Public Policy Violations & Claims

image_public-policy-violationsIn addition to discrimination and whistleblowing retaliation, an employer may face liability if an employee has been terminated in violation of public policy.  These public policy claims have become known as “Pierce” claims, having arisen from a case, Pierce v. Ortho Pharmaceutical Corp., 84 N.J. 58 (1980).  Pierce claims have been applied to cases where an employee may not fit into a protected class and may not have blown the whistle, yet still finds himself or herself terminated for a reason that violates public policy.

Some examples of public policy violations and claims in NJ where successful plaintiffs have established a cause of action for a Pierce claim include where an employer has unconstitutionally and unreasonably required an employee to submit to a drug test; where an employee has been terminated for filing a workers compensation claim; and where an employer terminated an employee because the employer objected to an employee’s private consensual sexual activities.
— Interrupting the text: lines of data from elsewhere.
//! Per-body feature compositors.
//!
//! Each body kind turns its evaluated noise [`Fields`] into a [`Shade`] by
//! walking an ordered table of feature layers (see [`chain`]). Bodies with
//! effects beyond the disc (halo, corona, rings, accretion disk) add an
//! outside chain, and ringed bodies an overlay drawn over the disc.

pub mod chain;

mod asteroid;
mod black_hole;
mod gas_giant;
mod moon;
mod rocky;
mod star;

use glam::DVec3;
use noise::NoiseFn;
use starforge_noise::{Fields, FrequencyStack, det_cos, det_sin};

use crate::body::BodyKind;
use crate::palette::{PaletteSet, Rgb};
use crate::sampler::{FrameLayout, LightingModel, OutsideSample, SurfaceSample};

pub use asteroid::{AsteroidCompositor, AsteroidTuning};
pub use black_hole::{BlackHoleCompositor, BlackHoleTuning, RadialSample};
pub use gas_giant::{GasGiantCompositor, GasGiantTuning, Rings, Spot};
pub use moon::{CraterScale, MoonCompositor, MoonTuning};
pub use rocky::{RockyCompositor, RockyTuning};
pub use star::{StarCompositor, StarTuning};

/// How strongly the micro-detail term perturbs lit colors.
pub const DETAIL_STRENGTH: f64 = 0.06;
/// Frequency multiplier of the micro-detail term.
const DETAIL_FREQUENCY: f64 = 16.0;
const DETAIL_OFFSET: DVec3 = DVec3::new(3.0, 5.0, 7.0);

/// A resolved pixel color before lighting and quantization.
#[derive(Clone, Copy, Debug, PartialEq)]
pub struct Shade {
    /// Linear color in 0..=255 units.
    pub color: [f64; 3],
    /// Coverage in `[0, 1]`.
    pub alpha: f64,
    /// Emissive shades ignore lighting and detail.
    pub emissive: bool,
}

impl Shade {
    /// An opaque surface color that takes lighting.
    pub fn lit(rgb: Rgb) -> Self {
        Self {
            color: rgb.map(f64::from),
            alpha: 1.0,
            emissive: false,
        }
    }

    /// A self-luminous color.
    pub fn emissive(rgb: Rgb, alpha: f64) -> Self {
        Self {
            color: rgb.map(f64::from),
            alpha,
            emissive: true,
        }
    }

    /// Nothing drawn.
    pub fn transparent() -> Self {
        Self {
            color: [0.0; 3],
            alpha: 0.0,
            emissive: true,
        }
    }

    /// Multiply the color.
    pub fn scaled(mut self, factor: f64) -> Self {
        self.color = self.color.map(|c| c * factor);
        self
    }

    /// Linear blend toward `other` by `t`.
    pub fn mix(mut self, other: Rgb, t: f64) -> Self {
        let t = t.clamp(0.0, 1.0);
        for (c, o) in self.color.iter_mut().zip(other) {
            *c += (f64::from(o) - *c) * t;
        }
        self
    }

    /// Quantize to RGBA. Lit shades are perturbed by `detail` and multiplied
    /// by `brightness` first.
    pub fn to_rgba(&self, detail: f64, brightness: f64) -> [u8; 4] {
        let factor = if self.emissive {
            1.0
        } else {
            (1.0 + detail * DETAIL_STRENGTH) * brightness
        };
        let [r, g, b] = self.color.map(|c| quantize(c * factor));
        [r, g, b, quantize(self.alpha.clamp(0.0, 1.0) * 255.0)]
    }
}

fn quantize(value: f64) -> u8 {
    if value.is_nan() {
        0
    } else {
        value.round().clamp(0.0, 255.0) as u8
    }
}

/// The winning layer of a chain.
#[derive(Clone, Copy, Debug, PartialEq)]
pub struct LayerHit {
    pub layer: &'static str,
    pub shade: Shade,
}

/// Per-frame inputs shared by every layer.
#[derive(Clone, Copy)]
pub struct FrameContext<'a> {
    /// The sprite's noise source, for layers that sample beyond the stack.
    pub noise: &'a dyn NoiseFn<f64, 3>,
    /// Animation phase in `[0, 2π)`.
    pub phase: f64,
    /// Phase times the body's spin.
    pub rotation: f64,
    /// `(cos phase, sin phase)`, a loop-safe time coordinate.
    pub time: (f64, f64),
    pub layout: FrameLayout,
}

impl<'a> FrameContext<'a> {
    pub fn new(noise: &'a dyn NoiseFn<f64, 3>, phase: f64, spin: u32, layout: FrameLayout) -> Self {
        Self {
            noise,
            phase,
            rotation: phase * f64::from(spin),
            time: (det_cos(phase), det_sin(phase)),
            layout,
        }
    }

    /// Raw noise at a point.
    pub fn sample(&self, point: DVec3) -> f64 {
        self.noise.get([point.x, point.y, point.z])
    }

    /// The micro-detail term at a world-space surface point.
    pub fn detail(&self, world: DVec3) -> f64 {
        self.sample(world * DETAIL_FREQUENCY + DETAIL_OFFSET)
    }
}

impl std::fmt::Debug for FrameContext<'_> {
    fn fmt(&self, f: &mut std::fmt::Formatter<'_>) -> std::fmt::Result {
        f.debug_struct("FrameContext")
            .field("phase", &self.phase)
            .field("rotation", &self.rotation)
            .field("layout", &self.layout)
            .finish_non_exhaustive()
    }
}

/// Feature logic for one body kind and variant.
pub trait BodyCompositor: Send + Sync {
    fn kind(&self) -> BodyKind;

    /// Named fields evaluated at every disc sample.
    fn stack(&self) -> FrequencyStack;

    fn lighting(&self) -> LightingModel;

    /// Integer rotation multiplier so animations loop seamlessly.
    fn spin(&self) -> u32 {
        1
    }

    /// Sphere radius as a fraction of the half frame.
    fn disc_fraction(&self) -> f64;

    /// Outside samples beyond this many radii are skipped.
    fn effect_extent(&self) -> f64 {
        1.0
    }

    fn shade_disc(
        &self,
        sample: &SurfaceSample,
        fields: &Fields,
        palette: &PaletteSet,
        ctx: &FrameContext<'_>,
    ) -> Option<LayerHit>;

    fn shade_outside(
        &self,
        _sample: &OutsideSample,
        _palette: &PaletteSet,
        _ctx: &FrameContext<'_>,
    ) -> Option<LayerHit> {
        None
    }

    /// Drawn over the disc result, alpha-composited.
    fn shade_overlay(
        &self,
        _sample: &SurfaceSample,
        _palette: &PaletteSet,
        _ctx: &FrameContext<'_>,
    ) -> Option<LayerHit> {
        None
    }
}

/// The compositor for `kind`, tuned for `variant`. Unknown variants get the
/// kind's default tuning.
pub fn compositor_for(kind: BodyKind, variant: &str) -> Box<dyn BodyCompositor> {
    match kind {
        BodyKind::Star => Box::new(StarCompositor::new(variant)),
        BodyKind::RockyPlanet => Box::new(RockyCompositor::new(variant)),
        BodyKind::GasGiant => Box::new(GasGiantCompositor::new(variant)),
        BodyKind::Moon => Box::new(MoonCompositor::new(variant)),
        BodyKind::Asteroid => Box::new(AsteroidCompositor::new(variant)),
        BodyKind::BlackHole => Box::new(BlackHoleCompositor::new(variant)),
    }
}

/// Map `value` from `[low, high]` to `[0, 1]`, clamped.
pub(crate) fn remap(value: f64, low: f64, high: f64) -> f64 {
    if high <= low {
        return if value >= high { 1.0 } else { 0.0 };
    }
    ((value - low) / (high - low)).clamp(0.0, 1.0)
}

/// Hermite smoothstep over `[edge0, edge1]`.
pub(crate) fn smoothstep(edge0: f64, edge1: f64, x: f64) -> f64 {
    let t = remap(x, edge0, edge1);
    t * t * (3.0 - 2.0 * t)
}

/// Emissive atmosphere rim fading from the limb out to `extent` radii.
pub(crate) fn atmosphere_halo(normalized_distance: f64, palette: &PaletteSet, extent: f64) -> Shade {
    let fade = 1.0 - remap(normalized_distance, 1.0, extent);
    let color = palette.ramp("atmosphere").pick(fade);
    Shade::emissive(color, 0.8 * fade * fade)
}

/// Map a signed value in `[-1, 1]` to `[0, 1]`.
pub(crate) fn unit(value: f64) -> f64 {
    ((value + 1.0) * 0.5).clamp(0.0, 1.0)
}

#[cfg(test)]
pub(crate) mod testing {
    use noise::NoiseFn;

    use super::FrameContext;
    use crate::sampler::{FrameLayout, LightingModel, PixelSample, SurfaceSample, SurfaceSampler};

    /// Noise stub returning one value everywhere.
    #[derive(Clone, Copy, Debug)]
    pub struct ConstantNoise(pub f64);

    impl NoiseFn<f64, 3> for ConstantNoise {
        fn get(&self, _point: [f64; 3]) -> f64 {
            self.0
        }
    }

    pub fn context(
        noise: &dyn NoiseFn<f64, 3>,
        phase: f64,
        width: u32,
        height: u32,
        disc_fraction: f64,
    ) -> FrameContext<'_> {
        FrameContext::new(noise, phase, 1, FrameLayout::new(width, height, disc_fraction))
    }

    /// The disc sample at `(x, y)` of the context's frame.
    pub fn disc_sample(ctx: &FrameContext<'_>, x: u32, y: u32, lighting: LightingModel) -> SurfaceSample {
        match SurfaceSampler::new(ctx.layout, 1, ctx.rotation, lighting).sample(x, y) {
            PixelSample::Disc(sample) => sample,
            PixelSample::Outside(_) => panic!("({x}, {y}) is outside the disc"),
        }
    }

    /// The outside sample at `(x, y)` of the context's frame.
    pub fn outside_sample(ctx: &FrameContext<'_>, x: u32, y: u32) -> crate::sampler::OutsideSample {
        let lighting = LightingModel::new(1.0, 1.0, 1.0, 0.0);
        match SurfaceSampler::new(ctx.layout, 1, ctx.rotation, lighting).sample(x, y) {
            PixelSample::Outside(sample) => sample,
            PixelSample::Disc(_) => panic!("({x}, {y}) is on the disc"),
        }
    }
}

#[cfg(test)]
mod tests {
    use super::*;

    #[test]
    fn test_lit_shade_takes_brightness() {
        let shade = Shade::lit([100, 200, 50]);
        assert_eq!(shade.to_rgba(0.0, 1.0), [100, 200, 50, 255]);
        assert_eq!(shade.to_rgba(0.0, 0.5), [50, 100, 25, 255]);
        assert_eq!(shade.to_rgba(0.0, 2.0), [200, 255, 100, 255]);
    }

    #[test]
    fn test_detail_perturbs_lit_only() {
        let lit = Shade::lit([100, 100, 100]);
        assert_eq!(lit.to_rgba(1.0, 1.0), [106, 106, 106, 255]);
        let glow = Shade::emissive([100, 100, 100], 0.5);
        assert_eq!(glow.to_rgba(1.0, 0.1), [100, 100, 100, 128]);
    }

    #[test]
    fn test_transparent_quantizes_to_zero() {
        assert_eq!(Shade::transparent().to_rgba(0.3, 0.7), [0, 0, 0, 0]);
    }

    #[test]
    fn test_mix_and_scale() {
        let shade = Shade::lit([0, 100, 200]).mix([100, 100, 100], 0.5).scaled(2.0);
        assert_eq!(shade.color, [100.0, 200.0, 300.0]);
        assert_eq!(shade.to_rgba(0.0, 1.0), [100, 200, 255, 255]);
    }

    #[test]
    fn test_remap_and_smoothstep() {
        assert_eq!(remap(0.5, 0.0, 1.0), 0.5);
        assert_eq!(remap(-3.0, 0.0, 1.0), 0.0);
        assert_eq!(remap(3.0, 0.0, 1.0), 1.0);
        assert_eq!(smoothstep(0.0, 1.0, 0.5), 0.5);
        assert_eq!(unit(0.0), 0.5);
    }

    #[test]
    fn test_every_kind_has_a_compositor() {
        for kind in BodyKind::ALL {
            let compositor = compositor_for(kind, kind.default_variant());
            assert_eq!(compositor.kind(), kind);
            assert!(compositor.disc_fraction() > 0.0 && compositor.disc_fraction() <= 1.0);
            assert!(compositor.effect_extent() >= 1.0);
            assert!(compositor.spin() >= 1);
            assert!(!compositor.stack().specs().is_empty() || kind == BodyKind::BlackHole);
        }
    }

    #[test]
    fn test_unknown_variant_uses_default_tuning() {
        let fallback = compositor_for(BodyKind::GasGiant, "plaid");
        let default = compositor_for(BodyKind::GasGiant, "jovian");
        assert_eq!(fallback.disc_fraction(), default.disc_fraction());
        assert_eq!(fallback.lighting(), default.lighting());
    }
}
Although many Pierce claims may also be protected under the Conscientious Employee Protection Act and therefore waived, there are many other situations where no statute protects an employee, but a common law Pierce claim may still be viable. As a top employment lawyer in NJ, Schorr & Associates has litigated many successful Pierce claims and can assist you in understanding whether a termination violates public policy, and is therefore actionable. Contact us for a free initial telephone consultation today.

Interested in more information?

Watch our short video on the subject below. Contact us if you have any questions.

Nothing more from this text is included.